Activity:
Note every line in the entries that contains the string "documents", and copy it.

Stored items:

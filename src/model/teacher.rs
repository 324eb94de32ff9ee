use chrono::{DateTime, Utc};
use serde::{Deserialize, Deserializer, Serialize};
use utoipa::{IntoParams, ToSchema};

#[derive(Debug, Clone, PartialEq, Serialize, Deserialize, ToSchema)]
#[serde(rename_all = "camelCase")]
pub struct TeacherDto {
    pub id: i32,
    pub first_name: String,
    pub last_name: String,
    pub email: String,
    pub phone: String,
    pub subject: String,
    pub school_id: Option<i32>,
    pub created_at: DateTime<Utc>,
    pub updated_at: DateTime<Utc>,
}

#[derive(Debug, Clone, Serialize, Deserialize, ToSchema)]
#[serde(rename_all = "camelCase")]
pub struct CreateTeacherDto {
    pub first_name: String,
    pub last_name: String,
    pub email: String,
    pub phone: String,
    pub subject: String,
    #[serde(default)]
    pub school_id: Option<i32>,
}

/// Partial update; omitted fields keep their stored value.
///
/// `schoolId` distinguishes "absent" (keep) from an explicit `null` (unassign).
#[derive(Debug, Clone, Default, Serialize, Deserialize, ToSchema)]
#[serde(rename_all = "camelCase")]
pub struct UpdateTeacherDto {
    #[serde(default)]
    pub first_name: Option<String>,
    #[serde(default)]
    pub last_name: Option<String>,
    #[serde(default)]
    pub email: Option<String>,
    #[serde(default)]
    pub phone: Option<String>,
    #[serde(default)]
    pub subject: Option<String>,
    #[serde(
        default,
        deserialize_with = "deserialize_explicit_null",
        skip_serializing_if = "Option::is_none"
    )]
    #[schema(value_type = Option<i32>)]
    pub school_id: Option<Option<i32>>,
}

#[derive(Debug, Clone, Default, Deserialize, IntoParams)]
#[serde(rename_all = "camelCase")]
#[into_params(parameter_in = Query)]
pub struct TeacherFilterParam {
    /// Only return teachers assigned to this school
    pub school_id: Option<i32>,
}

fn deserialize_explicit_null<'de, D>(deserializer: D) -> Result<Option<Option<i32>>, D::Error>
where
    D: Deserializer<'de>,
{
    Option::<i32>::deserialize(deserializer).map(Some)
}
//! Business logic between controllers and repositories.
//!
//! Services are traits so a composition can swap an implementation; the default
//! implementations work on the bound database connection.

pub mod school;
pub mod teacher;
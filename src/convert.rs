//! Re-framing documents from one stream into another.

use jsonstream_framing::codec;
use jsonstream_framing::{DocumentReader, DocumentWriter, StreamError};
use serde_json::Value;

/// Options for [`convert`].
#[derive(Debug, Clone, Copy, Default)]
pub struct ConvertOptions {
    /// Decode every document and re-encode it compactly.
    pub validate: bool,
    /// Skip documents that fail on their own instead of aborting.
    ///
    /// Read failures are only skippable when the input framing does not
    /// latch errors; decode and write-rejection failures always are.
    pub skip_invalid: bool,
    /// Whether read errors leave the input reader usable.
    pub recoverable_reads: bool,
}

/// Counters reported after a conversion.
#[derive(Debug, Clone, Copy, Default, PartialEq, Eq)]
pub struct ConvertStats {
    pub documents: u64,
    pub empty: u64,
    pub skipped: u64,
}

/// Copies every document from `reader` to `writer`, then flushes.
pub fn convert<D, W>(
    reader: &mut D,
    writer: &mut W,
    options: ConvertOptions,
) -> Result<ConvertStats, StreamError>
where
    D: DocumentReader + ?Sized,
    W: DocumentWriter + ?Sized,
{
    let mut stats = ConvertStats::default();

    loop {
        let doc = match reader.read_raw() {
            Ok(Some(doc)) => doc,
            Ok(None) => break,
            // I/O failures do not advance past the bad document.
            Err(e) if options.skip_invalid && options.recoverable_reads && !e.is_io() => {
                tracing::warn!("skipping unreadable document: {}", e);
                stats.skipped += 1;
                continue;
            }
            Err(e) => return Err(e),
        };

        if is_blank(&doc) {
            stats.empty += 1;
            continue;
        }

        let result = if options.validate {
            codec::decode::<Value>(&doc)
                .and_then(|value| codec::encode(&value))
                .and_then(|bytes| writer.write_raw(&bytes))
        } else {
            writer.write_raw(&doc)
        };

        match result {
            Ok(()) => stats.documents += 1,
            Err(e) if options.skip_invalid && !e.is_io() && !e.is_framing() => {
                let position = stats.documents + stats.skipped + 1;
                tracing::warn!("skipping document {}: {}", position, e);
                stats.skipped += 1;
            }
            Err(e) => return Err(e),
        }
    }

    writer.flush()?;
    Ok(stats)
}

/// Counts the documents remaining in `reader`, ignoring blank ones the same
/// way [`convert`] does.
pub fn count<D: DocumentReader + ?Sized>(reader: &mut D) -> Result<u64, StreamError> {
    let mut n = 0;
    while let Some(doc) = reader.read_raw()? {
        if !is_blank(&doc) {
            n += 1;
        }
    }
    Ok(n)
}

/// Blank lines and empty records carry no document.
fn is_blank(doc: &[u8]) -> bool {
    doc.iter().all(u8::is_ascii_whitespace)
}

Result of this task:
//! Re-framing documents from one stream into another.
    /// Skip documents that fail on their own instead of aborting.
    pub documents: u64,
            Ok(()) => stats.documents += 1,
                let position = stats.documents + stats.skipped + 1;
/// Counts the documents remaining in `reader`, ignoring blank ones the same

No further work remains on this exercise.